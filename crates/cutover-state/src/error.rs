//! Errors raised by the Cutover state store.

use thiserror::Error;

/// Result type alias for state store operations.
pub type StateResult<T> = Result<T, StateError>;

/// Failures of the redb-backed store and of the records it holds.
#[derive(Debug, Error)]
pub enum StateError {
    /// The database file could not be created or opened.
    #[error("failed to open state database: {0}")]
    Open(String),

    #[error("state transaction error: {0}")]
    Transaction(String),

    #[error("state table error: {0}")]
    Table(String),

    #[error("state read error: {0}")]
    Read(String),

    #[error("state write error: {0}")]
    Write(String),

    /// A record could not be encoded as JSON.
    #[error("record serialization error: {0}")]
    Serialize(String),

    /// A stored value no longer decodes as the expected record.
    #[error("record deserialization error: {0}")]
    Deserialize(String),

    /// A record or a stage within one does not exist.
    #[error("record not found: {0}")]
    NotFound(String),

    /// A value that is written once, such as a stage's committed
    /// artifacts, was written again.
    #[error("immutable record: {0}")]
    Immutable(String),
}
····················
■ EXERCISE AIM ■
Reproduce verbatim the stretch of lines beginning with the one containing "a stage's committed" and ending at the close of the entries above.

■ ANSWER BOX ■
    /// A value that is written once, such as a stage's committed
    /// artifacts, was written again.
    #[error("immutable record: {0}")]
    Immutable(String),
}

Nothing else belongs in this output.